Your goal: Pull each line holding "bootstrap" out of the entries below.

Records from a dataset

──────

use iced::Task;

use crate::messages::{Message, ui};
use crate::state::{DetailHost, HistoryView, State};
use crate::updates::{deck_updates, for_you_updates};

pub fn handle(state: &mut State, message: ui::Message) -> Task<Message> {
    match message {
        ui::Message::SwitchTab(tab) => {
            state.tab = tab;
            Task::none()
        }
        ui::Message::OpenDrawer => {
            state.drawer_open = true;
            Task::none()
        }
        ui::Message::CloseDrawer => {
            state.drawer_open = false;
            Task::none()
        }
        ui::Message::OpenDetail { film, host } => {
            match host {
                // Deck details stay queue-backed so a classify closes them.
                DetailHost::Deck => state.deck.open_detail(film.id),
                _ => state.detail = Some(crate::state::DetailCard { film, host }),
            }
            Task::none()
        }
        ui::Message::CloseDetail => {
            state.deck.close_detail();
            state.detail = None;
            Task::none()
        }
        ui::Message::OpenHistory(kind) => {
            state.drawer_open = false;
            state.history = Some(HistoryView {
                kind,
                sort: Default::default(),
            });
            let list_kind = kind.list_kind();
            if state.for_you.list(list_kind).ready().is_none() {
                state.for_you.begin_single(list_kind);
                for_you_updates::fetch_list(state, list_kind)
            } else {
                Task::none()
            }
        }
        ui::Message::CloseHistory => {
            state.history = None;
            state.detail = None;
            Task::none()
        }
        ui::Message::SortChanged(sort) => {
            if let Some(history) = &mut state.history {
                history.sort = sort;
            }
            Task::none()
        }
        ui::Message::PointerMoved(x) => {
            state.pointer_x = x;
            state.gesture.move_to(x);
            Task::none()
        }
        ui::Message::CardGrabbed => {
            if state.detail_card().is_none() && !state.drawer_open {
                state.gesture.begin(state.pointer_x);
            }
            Task::none()
        }
        ui::Message::CardReleased => match state.gesture.release() {
            Some(decision) => deck_updates::classify_front(state, decision),
            None => Task::none(),
        },
        ui::Message::PosterFetched { id, result } => {
            match result {
                Ok(bytes) => state.posters.insert(id, bytes),
                Err(err) => {
                    log::debug!("[Posters] fetch failed for film {}: {}", id, err);
                    state.posters.mark_failed(id);
                }
            }
            Task::none()
        }
        ui::Message::DismissNotice => {
            state.notice = None;
            Task::none()
        }
    }
}
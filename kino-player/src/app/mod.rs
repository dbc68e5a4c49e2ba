use std::sync::Arc;

use crate::{subscriptions, theme, update, view};

pub mod bootstrap;

pub use bootstrap::AppConfig;

/// Run the Kino application with the provided configuration.
pub fn run(config: AppConfig) -> iced::Result {
    let config = Arc::new(config);
    let boot_config = Arc::clone(&config);

    iced::application("Kino", update::update, view::view)
        .subscription(subscriptions::subscription)
        .theme(theme::application)
        .window(iced::window::Settings {
            size: iced::Size::new(480.0, 860.0),
            resizable: true,
            ..Default::default()
        })
        .run_with(move || bootstrap::boot(&boot_config))
}
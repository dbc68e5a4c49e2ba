use iced::widget::{Space, column, container, text};
use iced::{Element, Length};

use crate::messages::Message;
use crate::theme;

/// Branded full-screen loader shown between login and the first batch.
pub fn fullscreen<'a>() -> Element<'a, Message> {
    container(
        column![
            text("KINO").size(42).color(theme::TEXT_BRIGHT),
            Space::with_height(10),
            text("Loading your films...")
                .size(14)
                .color(theme::TEXT_DIMMED),
        ]
        .align_x(iced::Alignment::Center),
    )
    .width(Length::Fill)
    .height(Length::Fill)
    .align_x(iced::alignment::Horizontal::Center)
    .align_y(iced::alignment::Vertical::Center)
    .style(theme::screen)
    .into()
}

pub fn inline(label: &str) -> Element<'_, Message> {
    container(text(label).size(14).color(theme::TEXT_DIMMED))
        .width(Length::Fill)
        .height(Length::Fill)
        .align_x(iced::alignment::Horizontal::Center)
        .align_y(iced::alignment::Vertical::Center)
        .into()
}
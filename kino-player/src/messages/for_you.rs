use iced::widget::scrollable;
use kino_model::{Decision, Film, FilmId};

use crate::for_you::ListKind;
use crate::infrastructure::ApiError;

#[derive(Debug, Clone)]
pub enum Message {
    /// Manual refresh of all four lists.
    Refresh,
    ListLoaded {
        kind: ListKind,
        result: Result<Vec<Film>, ApiError>,
    },
    /// A decision made from the carousel or a detail modal opened there.
    CarouselClassify(FilmId, Decision),
    InteractionRecorded {
        id: FilmId,
        result: Result<(), ApiError>,
    },
    CarouselLeft,
    CarouselRight,
    CarouselScrolled(scrollable::Viewport),
}
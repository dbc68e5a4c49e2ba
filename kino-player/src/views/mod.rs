pub mod components;
pub mod detail;
pub mod drawer;
pub mod for_you;
pub mod header;
pub mod history;
pub mod home;
pub mod loading;
pub mod login;
pub mod signup;
use iced::widget::{column, container, stack};
use iced::{Element, Length};

use crate::messages::Message;
use crate::state::{Screen, State, Tab};
use crate::{theme, views};

pub fn view(state: &State) -> Element<'_, Message> {
    match &state.screen {
        Screen::Login(form) => views::login::view(form),
        Screen::SignUp(form) => views::signup::view(form),
        Screen::Browse => browse(state),
    }
}

fn browse(state: &State) -> Element<'_, Message> {
    if state.initial_loading && state.deck.is_empty() {
        return views::loading::fullscreen();
    }

    let content = match state.tab {
        Tab::Home => views::home::view(state),
        Tab::ForYou => views::for_you::view(state),
    };

    let base = container(column![views::header::view(state), content])
        .width(Length::Fill)
        .height(Length::Fill)
        .style(theme::screen);

    let mut layers: Vec<Element<'_, Message>> = vec![base.into()];

    if let Some(history) = &state.history {
        layers.push(views::history::view(state, history));
    }
    if let Some((film, host)) = state.detail_card() {
        layers.push(views::detail::view(state, film, host));
    }
    if state.drawer_open {
        layers.push(views::drawer::view(state));
    }

    stack(layers).into()
}
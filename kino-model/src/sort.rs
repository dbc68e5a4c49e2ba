use crate::film::Film;
use chrono::NaiveDate;

/// Sort orders offered by the liked/disliked gallery.
///
/// All keys sort descending (newest, biggest, best first); films missing a
/// value sink to the bottom. The underlying sort is stable so ties keep the
/// backend's order.
#[derive(Debug, Clone, Copy, PartialEq, Eq, Default)]
pub enum SortKey {
    #[default]
    ReleaseDate,
    Budget,
    Rating,
    Popularity,
    Runtime,
}

impl SortKey {
    pub const ALL: [SortKey; 5] = [
        SortKey::ReleaseDate,
        SortKey::Budget,
        SortKey::Rating,
        SortKey::Popularity,
        SortKey::Runtime,
    ];

    pub fn label(&self) -> &'static str {
        match self {
            SortKey::ReleaseDate => "Release Date",
            SortKey::Budget => "Budget",
            SortKey::Rating => "Rating",
            SortKey::Popularity => "Popularity",
            SortKey::Runtime => "Runtime",
        }
    }

    /// Sort `films` in place according to this key.
    pub fn sort(&self, films: &mut [Film]) {
        match self {
            SortKey::ReleaseDate => films.sort_by(|a, b| {
                parse_date(b.release_date.as_deref()).cmp(&parse_date(a.release_date.as_deref()))
            }),
            SortKey::Budget => {
                films.sort_by(|a, b| b.budget.unwrap_or(0).cmp(&a.budget.unwrap_or(0)))
            }
            SortKey::Rating => films.sort_by(|a, b| b.rating().total_cmp(&a.rating())),
            SortKey::Popularity => films.sort_by(|a, b| {
                b.popularity
                    .unwrap_or(0.0)
                    .total_cmp(&a.popularity.unwrap_or(0.0))
            }),
            SortKey::Runtime => {
                films.sort_by(|a, b| b.runtime.unwrap_or(0).cmp(&a.runtime.unwrap_or(0)))
            }
        }
    }
}

impl std::fmt::Display for SortKey {
    fn fmt(&self, f: &mut std::fmt::Formatter<'_>) -> std::fmt::Result {
        f.write_str(self.label())
    }
}

fn parse_date(raw: Option<&str>) -> Option<NaiveDate> {
    raw.and_then(|d| NaiveDate::parse_from_str(d, "%Y-%m-%d").ok())
}

#[cfg(test)]
mod tests {
    use super::*;
    use crate::ids::FilmId;

    fn film(id: i64, release: Option<&str>, rating: Option<f64>, runtime: Option<u32>) -> Film {
        Film {
            id: FilmId(id),
            title: format!("Film {id}"),
            poster_path: None,
            banner_path: None,
            backdrop_path: None,
            genres: vec![],
            overview: None,
            vote_average: rating,
            release_date: release.map(str::to_string),
            runtime,
            popularity: None,
            budget: None,
            adult: false,
            directors: vec![],
            actors: vec![],
            writers: vec![],
        }
    }

    fn ids(films: &[Film]) -> Vec<i64> {
        films.iter().map(|f| f.id.as_i64()).collect()
    }

    #[test]
    fn release_date_sorts_newest_first_and_missing_last() {
        let mut films = vec![
            film(1, Some("1999-03-31"), None, None),
            film(2, None, None, None),
            film(3, Some("2014-11-05"), None, None),
        ];
        SortKey::ReleaseDate.sort(&mut films);
        assert_eq!(ids(&films), vec![3, 1, 2]);
    }

    #[test]
    fn rating_sorts_descending_with_absent_as_zero() {
        let mut films = vec![
            film(1, None, Some(6.1), None),
            film(2, None, None, None),
            film(3, None, Some(8.8), None),
        ];
        SortKey::Rating.sort(&mut films);
        assert_eq!(ids(&films), vec![3, 1, 2]);
    }

    #[test]
    fn runtime_ties_keep_incoming_order() {
        let mut films = vec![
            film(1, None, None, Some(120)),
            film(2, None, None, Some(120)),
            film(3, None, None, Some(90)),
        ];
        SortKey::Runtime.sort(&mut films);
        assert_eq!(ids(&films), vec![1, 2, 3]);
    }
}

──────

Exercise output:
pub mod bootstrap;
pub use bootstrap::AppConfig;
        .run_with(move || bootstrap::boot(&boot_config))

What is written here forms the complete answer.